Goal of the exercise: Retrieve every line of the data holding the word "enum".

Records provided:
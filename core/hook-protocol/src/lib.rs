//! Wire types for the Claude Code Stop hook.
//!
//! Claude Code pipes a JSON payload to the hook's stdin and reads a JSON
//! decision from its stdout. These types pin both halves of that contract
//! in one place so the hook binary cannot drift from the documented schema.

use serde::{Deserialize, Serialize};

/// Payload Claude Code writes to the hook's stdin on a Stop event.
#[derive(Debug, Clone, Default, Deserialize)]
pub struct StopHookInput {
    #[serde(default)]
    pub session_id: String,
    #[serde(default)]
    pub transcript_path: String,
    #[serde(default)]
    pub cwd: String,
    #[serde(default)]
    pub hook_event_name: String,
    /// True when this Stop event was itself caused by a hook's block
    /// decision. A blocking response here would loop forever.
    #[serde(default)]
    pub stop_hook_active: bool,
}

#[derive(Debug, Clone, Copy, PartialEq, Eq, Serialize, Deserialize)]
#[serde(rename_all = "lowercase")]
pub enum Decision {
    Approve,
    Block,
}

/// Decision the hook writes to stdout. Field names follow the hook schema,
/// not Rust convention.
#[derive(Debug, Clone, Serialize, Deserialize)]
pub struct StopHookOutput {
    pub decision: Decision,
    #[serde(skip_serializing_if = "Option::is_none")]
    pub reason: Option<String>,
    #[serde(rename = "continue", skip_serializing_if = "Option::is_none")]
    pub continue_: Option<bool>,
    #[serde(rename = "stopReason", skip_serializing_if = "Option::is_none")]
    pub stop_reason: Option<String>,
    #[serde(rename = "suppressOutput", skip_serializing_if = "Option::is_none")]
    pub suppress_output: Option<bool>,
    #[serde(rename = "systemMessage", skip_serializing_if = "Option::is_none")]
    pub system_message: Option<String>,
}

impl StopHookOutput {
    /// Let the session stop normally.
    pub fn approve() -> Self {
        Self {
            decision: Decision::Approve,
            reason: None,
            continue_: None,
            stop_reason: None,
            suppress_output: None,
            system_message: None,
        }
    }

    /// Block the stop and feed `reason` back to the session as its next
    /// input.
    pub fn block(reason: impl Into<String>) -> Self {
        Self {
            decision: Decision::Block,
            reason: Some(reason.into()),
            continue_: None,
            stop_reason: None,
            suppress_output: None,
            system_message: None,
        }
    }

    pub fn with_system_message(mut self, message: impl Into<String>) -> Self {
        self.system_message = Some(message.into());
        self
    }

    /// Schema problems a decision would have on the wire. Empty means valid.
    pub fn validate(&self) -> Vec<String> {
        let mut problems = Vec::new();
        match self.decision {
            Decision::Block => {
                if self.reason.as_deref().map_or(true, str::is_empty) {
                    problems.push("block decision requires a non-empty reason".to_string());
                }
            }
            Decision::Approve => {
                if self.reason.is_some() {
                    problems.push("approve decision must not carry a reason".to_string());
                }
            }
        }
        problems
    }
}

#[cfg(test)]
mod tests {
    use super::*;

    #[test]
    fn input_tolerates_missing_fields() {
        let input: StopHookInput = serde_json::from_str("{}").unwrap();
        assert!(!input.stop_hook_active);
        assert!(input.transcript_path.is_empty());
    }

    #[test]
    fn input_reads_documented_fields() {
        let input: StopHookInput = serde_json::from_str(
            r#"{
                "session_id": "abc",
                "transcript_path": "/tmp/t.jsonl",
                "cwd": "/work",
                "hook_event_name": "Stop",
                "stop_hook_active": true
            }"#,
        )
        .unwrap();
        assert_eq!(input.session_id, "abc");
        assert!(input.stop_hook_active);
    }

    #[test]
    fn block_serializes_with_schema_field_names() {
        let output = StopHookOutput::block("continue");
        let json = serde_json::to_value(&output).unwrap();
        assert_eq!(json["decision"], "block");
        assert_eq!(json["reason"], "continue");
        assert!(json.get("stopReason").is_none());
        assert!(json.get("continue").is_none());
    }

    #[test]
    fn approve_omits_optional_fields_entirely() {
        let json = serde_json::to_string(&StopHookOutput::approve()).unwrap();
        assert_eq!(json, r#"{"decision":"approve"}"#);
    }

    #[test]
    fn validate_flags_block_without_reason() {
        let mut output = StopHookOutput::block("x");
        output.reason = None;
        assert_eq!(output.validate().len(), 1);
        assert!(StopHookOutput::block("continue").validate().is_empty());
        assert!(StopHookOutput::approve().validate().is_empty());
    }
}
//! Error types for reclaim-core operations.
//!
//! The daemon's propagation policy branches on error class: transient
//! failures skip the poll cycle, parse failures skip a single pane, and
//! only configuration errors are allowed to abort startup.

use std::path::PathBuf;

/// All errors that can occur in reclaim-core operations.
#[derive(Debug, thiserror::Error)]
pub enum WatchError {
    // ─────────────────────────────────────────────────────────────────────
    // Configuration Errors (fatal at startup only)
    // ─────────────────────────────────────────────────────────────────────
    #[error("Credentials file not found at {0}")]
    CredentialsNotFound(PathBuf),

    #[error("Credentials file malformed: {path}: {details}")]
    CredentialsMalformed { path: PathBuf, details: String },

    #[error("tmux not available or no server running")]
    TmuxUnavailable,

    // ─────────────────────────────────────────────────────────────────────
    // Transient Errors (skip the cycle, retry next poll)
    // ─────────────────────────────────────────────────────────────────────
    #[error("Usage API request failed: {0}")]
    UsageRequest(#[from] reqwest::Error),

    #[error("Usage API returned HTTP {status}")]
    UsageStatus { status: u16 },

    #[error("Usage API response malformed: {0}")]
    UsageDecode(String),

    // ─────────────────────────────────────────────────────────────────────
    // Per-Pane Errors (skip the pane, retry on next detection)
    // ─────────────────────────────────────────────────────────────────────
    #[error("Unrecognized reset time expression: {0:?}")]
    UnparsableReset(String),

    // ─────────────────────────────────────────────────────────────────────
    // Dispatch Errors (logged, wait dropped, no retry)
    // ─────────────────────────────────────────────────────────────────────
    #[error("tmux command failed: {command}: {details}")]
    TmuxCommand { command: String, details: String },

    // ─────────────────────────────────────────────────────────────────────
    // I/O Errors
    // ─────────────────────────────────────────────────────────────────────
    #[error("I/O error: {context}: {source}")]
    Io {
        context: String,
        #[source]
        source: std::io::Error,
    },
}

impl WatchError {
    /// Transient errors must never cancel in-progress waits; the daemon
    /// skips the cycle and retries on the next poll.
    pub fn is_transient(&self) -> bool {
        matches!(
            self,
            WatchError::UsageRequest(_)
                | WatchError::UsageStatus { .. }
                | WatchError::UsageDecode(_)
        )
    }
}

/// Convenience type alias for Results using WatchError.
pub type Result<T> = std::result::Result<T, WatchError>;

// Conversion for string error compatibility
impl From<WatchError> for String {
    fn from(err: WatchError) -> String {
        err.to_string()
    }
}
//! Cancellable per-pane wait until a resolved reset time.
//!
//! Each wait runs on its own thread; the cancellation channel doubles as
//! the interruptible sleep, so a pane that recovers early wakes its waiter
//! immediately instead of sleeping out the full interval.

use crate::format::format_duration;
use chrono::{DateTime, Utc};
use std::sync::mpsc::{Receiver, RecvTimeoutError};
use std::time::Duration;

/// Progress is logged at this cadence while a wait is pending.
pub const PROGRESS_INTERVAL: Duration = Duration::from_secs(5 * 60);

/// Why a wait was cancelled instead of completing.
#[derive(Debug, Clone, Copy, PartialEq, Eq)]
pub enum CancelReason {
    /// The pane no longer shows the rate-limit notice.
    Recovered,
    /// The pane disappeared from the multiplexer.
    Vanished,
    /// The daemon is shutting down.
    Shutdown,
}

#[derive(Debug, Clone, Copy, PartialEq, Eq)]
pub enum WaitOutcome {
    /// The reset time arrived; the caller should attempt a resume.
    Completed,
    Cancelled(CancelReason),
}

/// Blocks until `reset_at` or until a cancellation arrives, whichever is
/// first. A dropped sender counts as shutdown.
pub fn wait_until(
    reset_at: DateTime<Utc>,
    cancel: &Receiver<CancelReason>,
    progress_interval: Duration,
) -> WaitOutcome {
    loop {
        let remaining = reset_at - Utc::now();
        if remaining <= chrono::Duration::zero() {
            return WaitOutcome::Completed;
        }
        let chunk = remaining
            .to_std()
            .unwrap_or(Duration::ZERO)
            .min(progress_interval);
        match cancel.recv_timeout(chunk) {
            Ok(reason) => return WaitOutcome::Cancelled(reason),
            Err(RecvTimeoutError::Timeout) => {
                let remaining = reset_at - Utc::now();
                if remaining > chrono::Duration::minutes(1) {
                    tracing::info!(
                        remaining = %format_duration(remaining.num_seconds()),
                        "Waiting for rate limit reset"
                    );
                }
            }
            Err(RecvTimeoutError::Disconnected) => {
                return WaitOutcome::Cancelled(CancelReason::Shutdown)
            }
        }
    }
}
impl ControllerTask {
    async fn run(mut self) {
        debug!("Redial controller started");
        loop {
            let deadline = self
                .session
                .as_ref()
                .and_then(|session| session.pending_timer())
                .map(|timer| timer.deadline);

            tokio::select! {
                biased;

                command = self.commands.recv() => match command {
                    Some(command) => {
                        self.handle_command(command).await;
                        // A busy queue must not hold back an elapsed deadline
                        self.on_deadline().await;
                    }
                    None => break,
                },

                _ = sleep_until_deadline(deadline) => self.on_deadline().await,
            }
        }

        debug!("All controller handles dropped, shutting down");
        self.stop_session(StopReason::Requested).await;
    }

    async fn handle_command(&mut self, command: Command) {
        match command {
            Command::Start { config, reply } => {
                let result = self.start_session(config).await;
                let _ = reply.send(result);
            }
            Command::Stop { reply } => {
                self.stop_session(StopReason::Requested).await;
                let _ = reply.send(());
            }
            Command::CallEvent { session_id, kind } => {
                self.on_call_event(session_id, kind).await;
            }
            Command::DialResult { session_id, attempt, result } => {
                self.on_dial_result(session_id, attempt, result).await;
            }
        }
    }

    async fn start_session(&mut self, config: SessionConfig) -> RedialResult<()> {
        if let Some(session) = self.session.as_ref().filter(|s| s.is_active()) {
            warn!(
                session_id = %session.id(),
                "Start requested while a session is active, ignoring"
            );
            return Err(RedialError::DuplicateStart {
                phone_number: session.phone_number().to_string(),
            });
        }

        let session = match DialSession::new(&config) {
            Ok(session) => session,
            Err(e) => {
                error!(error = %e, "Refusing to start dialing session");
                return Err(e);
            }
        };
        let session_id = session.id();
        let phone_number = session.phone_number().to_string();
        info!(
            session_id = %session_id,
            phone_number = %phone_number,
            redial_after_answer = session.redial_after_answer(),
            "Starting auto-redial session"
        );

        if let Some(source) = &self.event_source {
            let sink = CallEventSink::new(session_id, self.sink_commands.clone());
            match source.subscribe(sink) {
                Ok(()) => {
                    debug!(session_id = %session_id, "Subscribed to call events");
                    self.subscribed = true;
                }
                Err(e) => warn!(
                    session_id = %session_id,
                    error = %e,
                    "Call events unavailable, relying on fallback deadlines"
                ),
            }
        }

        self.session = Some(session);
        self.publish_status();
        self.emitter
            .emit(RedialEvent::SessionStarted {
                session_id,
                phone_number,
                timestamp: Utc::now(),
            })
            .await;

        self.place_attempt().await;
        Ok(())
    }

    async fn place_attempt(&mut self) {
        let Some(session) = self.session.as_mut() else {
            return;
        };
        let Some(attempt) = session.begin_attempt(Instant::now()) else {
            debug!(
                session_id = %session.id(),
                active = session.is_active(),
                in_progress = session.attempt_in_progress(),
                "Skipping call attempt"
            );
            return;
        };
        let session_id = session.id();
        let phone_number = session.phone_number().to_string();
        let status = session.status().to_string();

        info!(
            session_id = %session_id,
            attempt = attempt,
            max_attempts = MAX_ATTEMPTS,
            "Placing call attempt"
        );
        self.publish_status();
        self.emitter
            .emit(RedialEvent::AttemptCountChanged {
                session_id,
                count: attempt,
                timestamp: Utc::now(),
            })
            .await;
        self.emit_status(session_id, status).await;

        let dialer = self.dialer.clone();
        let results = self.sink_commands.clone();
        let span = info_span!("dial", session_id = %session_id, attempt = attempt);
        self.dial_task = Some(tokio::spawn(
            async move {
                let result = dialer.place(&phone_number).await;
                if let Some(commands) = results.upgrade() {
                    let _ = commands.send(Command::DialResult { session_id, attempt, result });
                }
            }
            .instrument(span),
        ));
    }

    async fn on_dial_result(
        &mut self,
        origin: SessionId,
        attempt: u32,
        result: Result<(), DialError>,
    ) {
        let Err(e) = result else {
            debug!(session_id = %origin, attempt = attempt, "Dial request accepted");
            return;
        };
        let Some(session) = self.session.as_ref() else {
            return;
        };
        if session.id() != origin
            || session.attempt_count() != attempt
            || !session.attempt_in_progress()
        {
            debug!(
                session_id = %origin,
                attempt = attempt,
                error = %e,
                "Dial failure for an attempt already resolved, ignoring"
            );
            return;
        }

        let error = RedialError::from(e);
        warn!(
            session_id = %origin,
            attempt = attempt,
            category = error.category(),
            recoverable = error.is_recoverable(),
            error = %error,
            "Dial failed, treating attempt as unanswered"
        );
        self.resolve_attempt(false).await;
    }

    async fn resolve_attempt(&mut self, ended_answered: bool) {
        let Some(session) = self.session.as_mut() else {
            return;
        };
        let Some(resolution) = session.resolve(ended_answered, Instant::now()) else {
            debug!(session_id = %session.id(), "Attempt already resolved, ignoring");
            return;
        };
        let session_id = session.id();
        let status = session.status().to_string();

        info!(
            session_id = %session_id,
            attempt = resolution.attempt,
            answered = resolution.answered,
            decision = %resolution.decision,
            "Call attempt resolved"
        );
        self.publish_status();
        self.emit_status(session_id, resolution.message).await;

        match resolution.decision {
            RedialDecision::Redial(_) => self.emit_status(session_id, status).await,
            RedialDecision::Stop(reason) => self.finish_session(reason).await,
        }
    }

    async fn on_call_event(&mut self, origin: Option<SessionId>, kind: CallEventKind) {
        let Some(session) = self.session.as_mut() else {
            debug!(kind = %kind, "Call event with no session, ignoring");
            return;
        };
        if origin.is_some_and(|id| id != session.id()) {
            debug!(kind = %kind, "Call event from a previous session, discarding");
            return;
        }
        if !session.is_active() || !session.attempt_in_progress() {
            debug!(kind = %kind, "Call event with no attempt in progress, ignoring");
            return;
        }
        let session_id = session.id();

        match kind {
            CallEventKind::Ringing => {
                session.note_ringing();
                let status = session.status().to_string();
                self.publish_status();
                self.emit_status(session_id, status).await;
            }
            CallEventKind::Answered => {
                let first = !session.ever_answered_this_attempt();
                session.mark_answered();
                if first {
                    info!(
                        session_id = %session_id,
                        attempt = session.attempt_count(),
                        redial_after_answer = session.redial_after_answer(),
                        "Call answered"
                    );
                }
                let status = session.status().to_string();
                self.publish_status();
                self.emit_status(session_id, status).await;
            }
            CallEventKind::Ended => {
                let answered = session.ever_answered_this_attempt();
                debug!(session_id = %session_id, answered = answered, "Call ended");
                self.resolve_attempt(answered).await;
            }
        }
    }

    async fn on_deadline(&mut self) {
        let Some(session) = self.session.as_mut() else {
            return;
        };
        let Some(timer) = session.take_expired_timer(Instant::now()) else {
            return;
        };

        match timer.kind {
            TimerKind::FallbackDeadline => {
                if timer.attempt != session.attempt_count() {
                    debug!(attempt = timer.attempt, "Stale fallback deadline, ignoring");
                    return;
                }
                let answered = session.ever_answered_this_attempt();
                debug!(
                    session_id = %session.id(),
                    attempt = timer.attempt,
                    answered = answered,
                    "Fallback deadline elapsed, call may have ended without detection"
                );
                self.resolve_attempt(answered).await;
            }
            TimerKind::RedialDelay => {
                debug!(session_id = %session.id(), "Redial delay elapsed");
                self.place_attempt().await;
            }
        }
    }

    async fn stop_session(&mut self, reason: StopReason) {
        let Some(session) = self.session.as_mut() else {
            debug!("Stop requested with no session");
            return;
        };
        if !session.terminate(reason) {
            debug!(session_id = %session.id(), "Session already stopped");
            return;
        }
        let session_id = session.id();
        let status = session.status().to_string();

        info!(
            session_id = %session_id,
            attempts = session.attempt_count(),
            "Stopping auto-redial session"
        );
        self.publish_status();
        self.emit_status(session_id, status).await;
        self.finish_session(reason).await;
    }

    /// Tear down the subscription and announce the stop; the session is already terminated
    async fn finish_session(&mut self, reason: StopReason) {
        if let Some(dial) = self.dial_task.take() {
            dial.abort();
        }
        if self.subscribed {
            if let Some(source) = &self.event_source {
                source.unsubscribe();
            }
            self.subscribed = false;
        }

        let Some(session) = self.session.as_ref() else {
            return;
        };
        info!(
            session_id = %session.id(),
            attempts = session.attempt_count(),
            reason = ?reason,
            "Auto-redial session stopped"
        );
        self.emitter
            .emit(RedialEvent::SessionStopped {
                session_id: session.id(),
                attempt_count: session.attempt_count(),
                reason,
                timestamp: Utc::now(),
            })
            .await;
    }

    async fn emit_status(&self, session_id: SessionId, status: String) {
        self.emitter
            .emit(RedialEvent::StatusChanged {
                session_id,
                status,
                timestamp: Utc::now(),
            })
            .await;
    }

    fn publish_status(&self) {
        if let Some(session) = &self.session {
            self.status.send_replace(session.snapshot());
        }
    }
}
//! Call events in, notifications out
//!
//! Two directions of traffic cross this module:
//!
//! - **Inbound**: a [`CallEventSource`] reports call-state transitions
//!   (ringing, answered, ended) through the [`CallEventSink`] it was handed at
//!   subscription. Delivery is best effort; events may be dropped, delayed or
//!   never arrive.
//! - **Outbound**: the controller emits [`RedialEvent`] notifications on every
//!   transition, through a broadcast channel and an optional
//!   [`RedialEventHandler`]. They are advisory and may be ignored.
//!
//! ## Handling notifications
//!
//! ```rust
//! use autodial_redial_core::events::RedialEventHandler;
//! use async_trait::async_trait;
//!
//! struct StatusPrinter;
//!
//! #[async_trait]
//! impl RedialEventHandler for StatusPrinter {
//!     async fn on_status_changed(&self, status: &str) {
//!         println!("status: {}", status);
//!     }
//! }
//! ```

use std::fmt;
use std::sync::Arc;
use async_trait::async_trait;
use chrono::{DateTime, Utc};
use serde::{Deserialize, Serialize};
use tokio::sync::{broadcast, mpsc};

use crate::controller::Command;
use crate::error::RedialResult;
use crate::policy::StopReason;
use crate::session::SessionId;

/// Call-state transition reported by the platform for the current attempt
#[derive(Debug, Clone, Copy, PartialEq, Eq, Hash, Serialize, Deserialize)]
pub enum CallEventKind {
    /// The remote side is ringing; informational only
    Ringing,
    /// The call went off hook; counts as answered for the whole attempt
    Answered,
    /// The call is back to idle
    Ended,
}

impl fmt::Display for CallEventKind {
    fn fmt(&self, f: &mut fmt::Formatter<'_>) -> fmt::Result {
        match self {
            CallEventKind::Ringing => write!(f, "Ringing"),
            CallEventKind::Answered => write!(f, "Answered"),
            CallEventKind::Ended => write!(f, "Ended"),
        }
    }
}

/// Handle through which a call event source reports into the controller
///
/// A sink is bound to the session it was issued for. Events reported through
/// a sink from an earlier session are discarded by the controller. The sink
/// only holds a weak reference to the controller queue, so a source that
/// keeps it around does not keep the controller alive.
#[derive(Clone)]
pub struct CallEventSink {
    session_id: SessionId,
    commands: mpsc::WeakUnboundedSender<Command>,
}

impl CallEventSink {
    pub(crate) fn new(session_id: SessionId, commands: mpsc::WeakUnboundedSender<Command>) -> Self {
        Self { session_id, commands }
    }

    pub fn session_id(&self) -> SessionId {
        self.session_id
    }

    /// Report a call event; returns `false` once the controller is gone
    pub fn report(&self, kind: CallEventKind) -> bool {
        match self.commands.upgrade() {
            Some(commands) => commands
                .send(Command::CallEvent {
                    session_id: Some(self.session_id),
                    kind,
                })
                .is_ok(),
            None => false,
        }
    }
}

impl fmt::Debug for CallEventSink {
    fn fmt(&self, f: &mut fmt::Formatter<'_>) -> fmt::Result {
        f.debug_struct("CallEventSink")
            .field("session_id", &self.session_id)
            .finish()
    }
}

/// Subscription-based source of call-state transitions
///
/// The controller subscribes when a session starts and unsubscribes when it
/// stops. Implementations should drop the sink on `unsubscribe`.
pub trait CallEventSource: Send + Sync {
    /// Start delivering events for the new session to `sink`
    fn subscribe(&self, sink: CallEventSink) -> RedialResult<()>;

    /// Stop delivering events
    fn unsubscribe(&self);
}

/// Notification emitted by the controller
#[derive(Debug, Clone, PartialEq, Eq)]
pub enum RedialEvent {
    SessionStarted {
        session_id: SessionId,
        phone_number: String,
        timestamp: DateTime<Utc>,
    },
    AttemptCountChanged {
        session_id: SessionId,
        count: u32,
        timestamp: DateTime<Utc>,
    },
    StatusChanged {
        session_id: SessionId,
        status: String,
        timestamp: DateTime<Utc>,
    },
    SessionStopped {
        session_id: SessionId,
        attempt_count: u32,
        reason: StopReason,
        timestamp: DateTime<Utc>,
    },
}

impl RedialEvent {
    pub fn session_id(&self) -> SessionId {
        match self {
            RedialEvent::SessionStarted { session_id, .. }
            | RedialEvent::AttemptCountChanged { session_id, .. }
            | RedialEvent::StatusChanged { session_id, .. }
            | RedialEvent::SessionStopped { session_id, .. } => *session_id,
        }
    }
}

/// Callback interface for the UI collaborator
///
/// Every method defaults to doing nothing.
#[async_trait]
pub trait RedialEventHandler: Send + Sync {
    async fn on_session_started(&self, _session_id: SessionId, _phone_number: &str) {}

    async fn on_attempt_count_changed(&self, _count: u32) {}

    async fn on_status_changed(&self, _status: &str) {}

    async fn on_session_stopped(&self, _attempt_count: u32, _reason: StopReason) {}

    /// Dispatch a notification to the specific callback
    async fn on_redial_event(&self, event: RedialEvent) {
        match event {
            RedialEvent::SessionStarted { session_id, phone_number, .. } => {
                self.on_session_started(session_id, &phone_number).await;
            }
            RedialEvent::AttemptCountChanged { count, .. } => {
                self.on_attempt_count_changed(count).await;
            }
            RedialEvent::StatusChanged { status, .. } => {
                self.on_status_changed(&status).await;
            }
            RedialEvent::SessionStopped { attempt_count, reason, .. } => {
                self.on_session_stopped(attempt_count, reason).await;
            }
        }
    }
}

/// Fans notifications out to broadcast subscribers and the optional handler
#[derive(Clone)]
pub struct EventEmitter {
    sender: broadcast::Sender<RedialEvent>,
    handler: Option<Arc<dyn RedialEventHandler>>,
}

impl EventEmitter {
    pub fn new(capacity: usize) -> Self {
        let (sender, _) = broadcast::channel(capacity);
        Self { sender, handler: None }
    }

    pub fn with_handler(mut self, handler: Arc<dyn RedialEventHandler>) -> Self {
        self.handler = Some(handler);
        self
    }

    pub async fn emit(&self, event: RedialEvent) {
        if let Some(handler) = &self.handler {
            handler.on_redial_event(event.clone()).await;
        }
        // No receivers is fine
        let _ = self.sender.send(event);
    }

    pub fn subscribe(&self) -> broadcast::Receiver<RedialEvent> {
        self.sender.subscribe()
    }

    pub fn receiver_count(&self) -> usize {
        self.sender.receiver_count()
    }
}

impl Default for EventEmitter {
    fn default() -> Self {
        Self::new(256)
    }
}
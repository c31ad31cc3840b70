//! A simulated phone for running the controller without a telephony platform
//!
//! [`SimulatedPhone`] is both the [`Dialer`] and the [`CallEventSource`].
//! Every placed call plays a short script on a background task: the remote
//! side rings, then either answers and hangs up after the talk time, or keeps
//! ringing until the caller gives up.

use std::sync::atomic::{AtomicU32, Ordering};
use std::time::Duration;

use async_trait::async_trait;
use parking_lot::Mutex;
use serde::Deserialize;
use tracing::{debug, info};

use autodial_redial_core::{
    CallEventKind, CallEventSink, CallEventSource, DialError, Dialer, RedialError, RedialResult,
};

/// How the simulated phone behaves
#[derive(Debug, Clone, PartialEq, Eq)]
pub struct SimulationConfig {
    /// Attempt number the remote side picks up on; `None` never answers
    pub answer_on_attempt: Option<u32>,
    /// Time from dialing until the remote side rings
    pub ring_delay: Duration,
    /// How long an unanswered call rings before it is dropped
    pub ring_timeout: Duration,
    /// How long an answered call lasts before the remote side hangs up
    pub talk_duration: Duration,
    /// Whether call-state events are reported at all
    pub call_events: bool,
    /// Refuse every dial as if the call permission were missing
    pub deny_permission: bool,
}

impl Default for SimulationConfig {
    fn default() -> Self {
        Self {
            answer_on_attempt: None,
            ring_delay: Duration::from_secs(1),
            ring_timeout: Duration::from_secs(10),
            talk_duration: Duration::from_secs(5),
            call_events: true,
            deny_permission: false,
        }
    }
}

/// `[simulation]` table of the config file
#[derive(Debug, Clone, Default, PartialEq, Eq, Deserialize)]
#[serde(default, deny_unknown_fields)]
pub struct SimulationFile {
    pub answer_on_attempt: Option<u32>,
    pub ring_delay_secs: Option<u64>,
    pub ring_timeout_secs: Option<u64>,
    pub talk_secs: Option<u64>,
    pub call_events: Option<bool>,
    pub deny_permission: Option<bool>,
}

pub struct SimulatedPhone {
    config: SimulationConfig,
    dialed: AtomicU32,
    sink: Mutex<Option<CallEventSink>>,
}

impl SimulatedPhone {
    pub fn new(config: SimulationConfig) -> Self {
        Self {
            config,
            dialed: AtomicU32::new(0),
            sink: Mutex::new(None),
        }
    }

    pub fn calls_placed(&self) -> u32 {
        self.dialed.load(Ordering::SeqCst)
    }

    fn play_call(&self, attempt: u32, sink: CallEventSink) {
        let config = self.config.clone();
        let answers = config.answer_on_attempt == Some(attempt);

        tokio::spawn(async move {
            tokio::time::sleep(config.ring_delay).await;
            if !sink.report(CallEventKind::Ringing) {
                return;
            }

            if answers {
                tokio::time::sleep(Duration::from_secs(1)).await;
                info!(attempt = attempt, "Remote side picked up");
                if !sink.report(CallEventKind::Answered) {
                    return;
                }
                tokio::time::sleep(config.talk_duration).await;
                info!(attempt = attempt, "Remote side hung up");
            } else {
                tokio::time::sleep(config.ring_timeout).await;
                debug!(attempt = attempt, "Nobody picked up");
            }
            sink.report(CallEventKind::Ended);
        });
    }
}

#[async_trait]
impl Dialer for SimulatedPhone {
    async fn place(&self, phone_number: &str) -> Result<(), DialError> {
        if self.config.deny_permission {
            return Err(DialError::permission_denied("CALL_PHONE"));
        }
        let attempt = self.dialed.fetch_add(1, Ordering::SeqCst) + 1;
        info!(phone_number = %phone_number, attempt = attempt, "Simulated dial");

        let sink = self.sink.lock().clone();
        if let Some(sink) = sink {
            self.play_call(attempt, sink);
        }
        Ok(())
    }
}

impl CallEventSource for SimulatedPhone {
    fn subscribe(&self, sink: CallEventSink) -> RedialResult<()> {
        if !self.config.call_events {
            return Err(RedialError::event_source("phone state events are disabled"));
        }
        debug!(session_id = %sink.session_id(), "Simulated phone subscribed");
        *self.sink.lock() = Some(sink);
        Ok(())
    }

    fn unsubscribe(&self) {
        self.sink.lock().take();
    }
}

Answer space:
pub enum Decision {
pub enum WatchError {
pub enum CancelReason {
pub enum WaitOutcome {
pub enum CallEventKind {
pub enum RedialEvent {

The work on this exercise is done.